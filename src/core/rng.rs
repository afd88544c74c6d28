//! Deterministic random number generation for dealing and board generation.
//!
//! ## Key Features
//!
//! - **Deterministic**: Same seed produces identical deals, boards and puzzles
//! - **Forkable**: Derive independent streams for retry loops
//! - **Serializable**: O(1) state capture and restore
//!
//! Engines never reach for a global RNG. Anything random takes a `&mut GameRng`
//! so a presentation layer (or a test) can replay a game exactly.
//!
//! ```
//! use arcade_rules::core::GameRng;
//!
//! let mut rng = GameRng::new(42);
//! let mut again = GameRng::new(42);
//! assert_eq!(rng.gen_range(1..=13u32), again.gen_range(1..=13u32));
//!
//! // Forks are deterministic too
//! let mut a = rng.fork();
//! let mut b = again.fork();
//! assert_eq!(a.gen_range(0..100u32), b.gen_range(0..100u32));
//! ```

use rand::distributions::uniform::{SampleRange, SampleUniform};
use rand::{Rng, SeedableRng};
use rand_chacha::ChaCha8Rng;
use serde::{Deserialize, Serialize};

/// Seedable RNG shared by every engine that needs randomness.
///
/// Uses ChaCha8 for speed while keeping good statistical quality.
#[derive(Clone, Debug)]
pub struct GameRng {
    inner: ChaCha8Rng,
    seed: u64,
    fork_counter: u64,
}

impl GameRng {
    /// Create a new RNG with the given seed.
    #[must_use]
    pub fn new(seed: u64) -> Self {
        Self {
            inner: ChaCha8Rng::seed_from_u64(seed),
            seed,
            fork_counter: 0,
        }
    }

    /// Seed this RNG was created from.
    #[must_use]
    pub fn seed(&self) -> u64 {
        self.seed
    }

    /// Fork this RNG to create an independent stream.
    ///
    /// The n-th fork of a given seed always yields the same sequence,
    /// regardless of how much the parent has been consumed.
    #[must_use]
    pub fn fork(&mut self) -> Self {
        self.fork_counter += 1;
        let fork_seed = self.seed.wrapping_add(self.fork_counter.wrapping_mul(0x9E3779B97F4A7C15));
        Self {
            inner: ChaCha8Rng::seed_from_u64(fork_seed),
            seed: fork_seed,
            fork_counter: 0,
        }
    }

    /// Generate a random value in the given range.
    pub fn gen_range<T, R>(&mut self, range: R) -> T
    where
        T: SampleUniform,
        R: SampleRange<T>,
    {
        self.inner.gen_range(range)
    }

    /// Shuffle a slice in place.
    pub fn shuffle<T>(&mut self, slice: &mut [T]) {
        use rand::seq::SliceRandom;
        slice.shuffle(&mut self.inner);
    }

    /// Choose a random element from a slice.
    #[must_use]
    pub fn choose<'a, T>(&mut self, slice: &'a [T]) -> Option<&'a T> {
        use rand::seq::SliceRandom;
        slice.choose(&mut self.inner)
    }

    /// Get the current state for serialization.
    #[must_use]
    pub fn state(&self) -> GameRngState {
        GameRngState {
            seed: self.seed,
            word_pos: self.inner.get_word_pos(),
            fork_counter: self.fork_counter,
        }
    }

    /// Restore from a saved state.
    #[must_use]
    pub fn from_state(state: &GameRngState) -> Self {
        let mut inner = ChaCha8Rng::seed_from_u64(state.seed);
        inner.set_word_pos(state.word_pos);
        Self {
            inner,
            seed: state.seed,
            fork_counter: state.fork_counter,
        }
    }
}

/// Serializable RNG state, e.g. to resume a dealt game after a reload.
#[derive(Clone, Debug, PartialEq, Eq, Serialize, Deserialize)]
pub struct GameRngState {
    /// Original seed
    pub seed: u64,
    /// ChaCha8 word position (128-bit counter)
    pub word_pos: u128,
    /// Fork counter for deterministic branching
    pub fork_counter: u64,
}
──────────
What the task asks:
Whenever the string "inner" shows up in a line of the records, that line counts; state how many lines count, and only that.

Problem solution:
10